Photoemission studies of layered transition-metal dichalcogenides: MoS2

Abstract

Ultraviolet photoemission spectroscopy (UPS) has been used to study the valence-band electronic structure of $2H-\mathrm{M}\mathrm{o}{\mathrm{S}}_2$. The samples were cleaved or heated in ultrahigh vacuum of ∼ 1 × ${10}^{-10\mathrm{}}$ Torr to achieve atomically clean surfaces. A spherical retarding-field analyzer was used to measure the angle-integrated photoelectron energy-distribution curves (EDC) and Fermi levels were located by the use of a copper reference sample.
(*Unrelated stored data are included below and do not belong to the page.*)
//! Crop quality assessment: resolution, sharpness and exposure.
//!
//! The score only tightens or loosens the adaptive threshold. A failed
//! assessment never rejects a face on its own.

use image::{imageops, GrayImage, RgbImage};
use imageproc::filter::filter3x3;
use serde::{Deserialize, Serialize};

// --- Named constants ---
const OVEREXPOSED_LEVEL: u8 = 250;
const UNDEREXPOSED_LEVEL: u8 = 5;
const K_LAPLACIAN: [f32; 9] = [0.0, 1.0, 0.0, 1.0, -4.0, 1.0, 0.0, 1.0, 0.0];

#[derive(Debug, Clone, Copy, PartialEq, Deserialize)]
#[serde(default)]
pub struct QualityConfig {
    /// Minimum crop side in pixels.
    pub min_resolution: u32,
    /// Minimum variance of the Laplacian.
    pub blur_threshold: f32,
    pub brightness_min: f32,
    pub brightness_max: f32,
    /// Maximum fraction of near-white pixels.
    pub overexposure_ratio: f32,
    /// Maximum fraction of near-black pixels.
    pub underexposure_ratio: f32,
}

impl Default for QualityConfig {
    fn default() -> Self {
        Self {
            min_resolution: 80,
            blur_threshold: 100.0,
            brightness_min: 40.0,
            brightness_max: 220.0,
            overexposure_ratio: 0.30,
            underexposure_ratio: 0.30,
        }
    }
}

#[derive(Debug, Clone, Copy, PartialEq, Eq, Serialize)]
#[serde(rename_all = "snake_case")]
pub enum QualityIssue {
    LowResolution,
    Blurry,
    TooDark,
    TooBright,
    Overexposed,
    Underexposed,
}

#[derive(Debug, Clone, PartialEq, Serialize)]
pub struct QualityAssessment {
    pub passed: bool,
    /// Overall quality in `[0, 1]`.
    pub score: f32,
    pub blur_variance: f32,
    pub brightness: f32,
    pub issues: Vec<QualityIssue>,
}

/// Assesses a face crop before it is scored.
pub trait QualityGate: Send {
    fn assess(&self, crop: &RgbImage) -> QualityAssessment;
}

/// Default gate built from simple image statistics.
#[derive(Debug, Clone, Default)]
pub struct CropQualityGate {
    config: QualityConfig,
}

impl CropQualityGate {
    pub fn new(config: QualityConfig) -> Self {
        Self { config }
    }
}

impl QualityGate for CropQualityGate {
    fn assess(&self, crop: &RgbImage) -> QualityAssessment {
        let cfg = &self.config;
        let gray = imageops::grayscale(crop);
        let mut issues = Vec::new();

        let min_side = crop.width().min(crop.height());
        if min_side < cfg.min_resolution {
            issues.push(QualityIssue::LowResolution);
        }
        let resolution_score = if cfg.min_resolution == 0 {
            1.0
        } else {
            (min_side as f32 / cfg.min_resolution as f32).min(1.0)
        };

        let blur_variance = laplacian_variance(&gray);
        if blur_variance < cfg.blur_threshold {
            issues.push(QualityIssue::Blurry);
        }
        let blur_score = if cfg.blur_threshold <= 0.0 {
            1.0
        } else {
            (blur_variance / cfg.blur_threshold).min(1.0)
        };

        let stats = exposure_stats(&gray);
        if stats.mean < cfg.brightness_min {
            issues.push(QualityIssue::TooDark);
        } else if stats.mean > cfg.brightness_max {
            issues.push(QualityIssue::TooBright);
        }
        let mid = (cfg.brightness_min + cfg.brightness_max) / 2.0;
        let half_range = ((cfg.brightness_max - cfg.brightness_min) / 2.0).max(1.0);
        let brightness_score = (1.0 - (stats.mean - mid).abs() / half_range).clamp(0.0, 1.0);

        if stats.over_fraction > cfg.overexposure_ratio {
            issues.push(QualityIssue::Overexposed);
        }
        if stats.under_fraction > cfg.underexposure_ratio {
            issues.push(QualityIssue::Underexposed);
        }
        let exposure_score = (1.0 - stats.over_fraction.max(stats.under_fraction)).clamp(0.0, 1.0);

        let score = (resolution_score + blur_score + brightness_score + exposure_score) / 4.0;

        QualityAssessment {
            passed: issues.is_empty(),
            score,
            blur_variance,
            brightness: stats.mean,
            issues,
        }
    }
}

/// Variance of the 4-neighbour Laplacian over interior pixels.
pub fn laplacian_variance(gray: &GrayImage) -> f32 {
    let (w, h) = gray.dimensions();
    if w < 3 || h < 3 {
        return 0.0;
    }

    let lap: Vec<f32> = filter3x3(gray, &K_LAPLACIAN).into_raw();
    let (w, h) = (w as usize, h as usize);
    let mut sum = 0.0f64;
    let mut sum_sq = 0.0f64;
    for row in lap.chunks_exact(w).skip(1).take(h - 2) {
        for &v in &row[1..w - 1] {
            sum += v as f64;
            sum_sq += (v as f64) * (v as f64);
        }
    }

    let n = ((w - 2) * (h - 2)) as f64;
    let mean = sum / n;
    (sum_sq / n - mean * mean).max(0.0) as f32
}

struct ExposureStats {
    mean: f32,
    over_fraction: f32,
    under_fraction: f32,
}

fn exposure_stats(gray: &GrayImage) -> ExposureStats {
    let total = gray.as_raw().len();
    if total == 0 {
        return ExposureStats {
            mean: 0.0,
            over_fraction: 0.0,
            under_fraction: 1.0,
        };
    }

    let mut sum = 0u64;
    let mut over = 0usize;
    let mut under = 0usize;
    for &v in gray.as_raw() {
        sum += v as u64;
        if v >= OVEREXPOSED_LEVEL {
            over += 1;
        }
        if v <= UNDEREXPOSED_LEVEL {
            under += 1;
        }
    }

    ExposureStats {
        mean: sum as f32 / total as f32,
        over_fraction: over as f32 / total as f32,
        under_fraction: under as f32 / total as f32,
    }
}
In $2H-\mathrm{M}\mathrm{o}{\mathrm{S}}_2$, EDC structure is observed primarily at constant initial-state energies but with relative strengths being a strong function of photon energy. Arguments are presented that these data are indicative of bulk Mo${\mathrm{S}}_2$ electronic structure. The data can thus provide a sensitive test for a detailed calculation of Mo${\mathrm{S}}_2$ bulk electronic structure and transition probabilities. The UPS data are combined with other reported data, and a rather complete band model for Mo${\mathrm{S}}_2$ is developed. Two key points of this model are a semiconducting band gap in excess of 1 eV and an overlap of the two valence bands. This model is compared with earlier models (such as Wilson and Yoffe's) as well as more recent "first-principles" band-structure calculations.